-- ABOUT THIS EXERCISE --
Repeat exactly, please, the opening lines of the data below, through and including the line where "pub fn capacity(&self)" sits.

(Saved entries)
impl<K, V, S> ChainedHashMap<K, V, S>
where
    K: Eq + Hash,
    S: BuildHasher,
{
    pub fn with_hasher(hasher: S) -> Self {
        Self::with_capacity_and_hasher(DEFAULT_CAPACITY, hasher)
    }

    pub fn with_capacity_and_hasher(buckets: usize, hasher: S) -> Self {
        let capacity = buckets.max(1);
        let buckets: Box<[Bucket<K, V>]> = (0..capacity).map(|_| VecDeque::new()).collect();
        Self {
            hasher,
            buckets,
            len: 0,
            first_occupied: capacity,
        }
    }

    pub fn len(&self) -> usize {
        self.len
    }

    pub fn is_empty(&self) -> bool {
        self.len == 0
    }

    /// Number of buckets, fixed for the map's lifetime.
    pub fn capacity(&self) -> usize {
        self.buckets.len()
    }

    pub fn hasher(&self) -> &S {
        &self.hasher
    }

    fn bucket_of<Q>(&self, q: &Q) -> usize
    where
        Q: ?Sized + Hash,
    {
        (self.hasher.hash_one(q) % self.buckets.len() as u64) as usize
    }

    fn locate<Q>(&self, q: &Q) -> Option<BucketPosition>
    where
        K: Borrow<Q>,
        Q: ?Sized + Hash + Eq,
    {
        let bucket = self.bucket_of(q);
        self.buckets[bucket]
            .iter()
            .position(|e| e.key.borrow() == q)
            .map(|slot| BucketPosition { bucket, slot })
    }

    fn end(&self) -> BucketPosition {
        BucketPosition {
            bucket: self.buckets.len(),
            slot: 0,
        }
    }

    fn first_occupied_from(&self, start: usize) -> usize {
        (start..self.buckets.len())
            .find(|&i| !self.buckets[i].is_empty())
            .unwrap_or(self.buckets.len())
    }

    fn entry(&self, pos: BucketPosition) -> Option<&Entry<K, V>> {
        self.buckets.get(pos.bucket)?.get(pos.slot)
    }

    pub fn get<Q>(&self, q: &Q) -> Option<&V>
    where
        K: Borrow<Q>,
        Q: ?Sized + Hash + Eq,
    {
        let pos = self.locate(q)?;
        self.entry(pos).map(|e| &e.value)
    }

    pub fn get_mut<Q>(&mut self, q: &Q) -> Option<&mut V>
    where
        K: Borrow<Q>,
        Q: ?Sized + Hash + Eq,
    {
        let pos = self.locate(q)?;
        self.buckets[pos.bucket].get_mut(pos.slot).map(|e| &mut e.value)
    }

    pub fn contains_key<Q>(&self, q: &Q) -> bool
    where
        K: Borrow<Q>,
        Q: ?Sized + Hash + Eq,
    {
        self.locate(q).is_some()
    }

    pub fn lookup<Q>(&self, q: &Q) -> Result<&V, MapError>
    where
        K: Borrow<Q>,
        Q: ?Sized + Hash + Eq,
    {
        self.get(q).ok_or(MapError::KeyNotFound)
    }

    pub fn lookup_mut<Q>(&mut self, q: &Q) -> Result<&mut V, MapError>
    where
        K: Borrow<Q>,
        Q: ?Sized + Hash + Eq,
    {
        self.get_mut(q).ok_or(MapError::KeyNotFound)
    }

    pub fn get_or_insert(&mut self, key: K) -> &mut V
    where
        V: Default,
    {
        self.get_or_insert_with(key, V::default)
    }

    /// Returns the value for `key`; on a miss the new entry is pushed to the
    /// front of its bucket with the value produced by `default`.
    pub fn get_or_insert_with<F>(&mut self, key: K, default: F) -> &mut V
    where
        F: FnOnce() -> V,
    {
        let bucket = self.bucket_of(&key);
        let slot = match self.buckets[bucket].iter().position(|e| e.key == key) {
            Some(slot) => slot,
            None => {
                let value = default();
                self.buckets[bucket].push_front(Entry { key, value });
                self.len += 1;
                if bucket < self.first_occupied {
                    self.first_occupied = bucket;
                }
                0
            }
        };
        &mut self.buckets[bucket][slot].value
    }

    pub fn insert(&mut self, key: K, value: V) -> Option<V> {
        if let Some(pos) = self.locate(&key) {
            let slot = &mut self.buckets[pos.bucket][pos.slot].value;
            return Some(core::mem::replace(slot, value));
        }
        let _ = self.get_or_insert_with(key, || value);
        None
    }

    pub fn remove<Q>(&mut self, q: &Q) -> Result<V, MapError>
    where
        K: Borrow<Q>,
        Q: ?Sized + Hash + Eq,
    {
        let pos = self.locate(q).ok_or(MapError::KeyNotFound)?;
        self.unlink(pos)
            .map(|(_, v, _)| v)
            .ok_or(MapError::KeyNotFound)
    }

    /// Removes the entry at `pos`. The end position, or any position that
    /// does not address an entry, is rejected.
    pub fn remove_at(&mut self, pos: BucketPosition) -> Result<(K, V), MapError> {
        self.unlink(pos)
            .map(|(k, v, _)| (k, v))
            .ok_or(MapError::InvalidCursorOperation(CursorOp::Remove))
    }

    fn unlink(&mut self, pos: BucketPosition) -> Option<(K, V, BucketPosition)> {
        let entry = self.buckets.get_mut(pos.bucket)?.remove(pos.slot)?;
        self.len -= 1;
        let remaining = self.buckets[pos.bucket].len();
        if remaining == 0 && pos.bucket == self.first_occupied {
            self.first_occupied = self.first_occupied_from(pos.bucket + 1);
            trace!(
                "bucket {} emptied; first occupied bucket is now {}",
                pos.bucket,
                self.first_occupied
            );
        }
        let next = if pos.slot < remaining {
            pos
        } else {
            BucketPosition {
                bucket: self.first_occupied_from(pos.bucket + 1),
                slot: 0,
            }
        };
        Some((entry.key, entry.value, next))
    }

    pub fn clear(&mut self) {
        for bucket in self.buckets[self.first_occupied..].iter_mut() {
            bucket.clear();
        }
        self.len = 0;
        self.first_occupied = self.buckets.len();
    }

    fn begin(&self) -> BucketPosition {
        if self.len == 0 {
            return self.end();
        }
        BucketPosition {
            bucket: self.first_occupied,
            slot: 0,
        }
    }

    fn next(&self, pos: BucketPosition) -> Result<BucketPosition, MapError> {
        let chain_len = match self.buckets.get(pos.bucket) {
            Some(bucket) if pos.slot < bucket.len() => bucket.len(),
            _ => {
                debug!("rejected advance from {:?}", pos);
                return Err(MapError::InvalidCursorOperation(CursorOp::Next));
            }
        };
        if pos.slot + 1 < chain_len {
            return Ok(BucketPosition {
                bucket: pos.bucket,
                slot: pos.slot + 1,
            });
        }
        Ok(BucketPosition {
            bucket: self.first_occupied_from(pos.bucket + 1),
            slot: 0,
        })
    }

    fn prev(&self, pos: BucketPosition) -> Result<BucketPosition, MapError> {
        let rejected = || {
            debug!("rejected step back from {:?}", pos);
            MapError::InvalidCursorOperation(CursorOp::Prev)
        };
        let capacity = self.buckets.len();
        if self.len == 0 || pos.bucket > capacity {
            return Err(rejected());
        }
        if pos.bucket < capacity {
            if pos.slot >= self.buckets[pos.bucket].len() {
                return Err(rejected());
            }
            if pos.slot > 0 {
                return Ok(BucketPosition {
                    bucket: pos.bucket,
                    slot: pos.slot - 1,
                });
            }
        }
        (self.first_occupied..pos.bucket)
            .rev()
            .find(|&i| !self.buckets[i].is_empty())
            .map(|bucket| BucketPosition {
                bucket,
                slot: self.buckets[bucket].len() - 1,
            })
            .ok_or_else(rejected)
    }

    /// Entries in bucket order; within a bucket, most recently inserted first.
    pub fn iter(&self) -> Iter<'_, K, V> {
        Iter {
            buckets: self.buckets[self.first_occupied..].iter(),
            chain: None,
            remaining: self.len,
        }
    }

    pub fn iter_mut(&mut self) -> IterMut<'_, K, V> {
        let remaining = self.len;
        IterMut {
            buckets: self.buckets[self.first_occupied..].iter_mut(),
            chain: None,
            remaining,
        }
    }

    pub fn keys(&self) -> impl Iterator<Item = &K> {
        self.iter().map(|(k, _)| k)
    }

    pub fn values(&self) -> impl Iterator<Item = &V> {
        self.iter().map(|(_, v)| v)
    }
}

-- ANSWER TO THIS TASK --
impl<K, V, S> ChainedHashMap<K, V, S>
where
    K: Eq + Hash,
    S: BuildHasher,
{
    pub fn with_hasher(hasher: S) -> Self {
        Self::with_capacity_and_hasher(DEFAULT_CAPACITY, hasher)
    }

    pub fn with_capacity_and_hasher(buckets: usize, hasher: S) -> Self {
        let capacity = buckets.max(1);
        let buckets: Box<[Bucket<K, V>]> = (0..capacity).map(|_| VecDeque::new()).collect();
        Self {
            hasher,
            buckets,
            len: 0,
            first_occupied: capacity,
        }
    }

    pub fn len(&self) -> usize {
        self.len
    }

    pub fn is_empty(&self) -> bool {
        self.len == 0
    }

    /// Number of buckets, fixed for the map's lifetime.
    pub fn capacity(&self) -> usize {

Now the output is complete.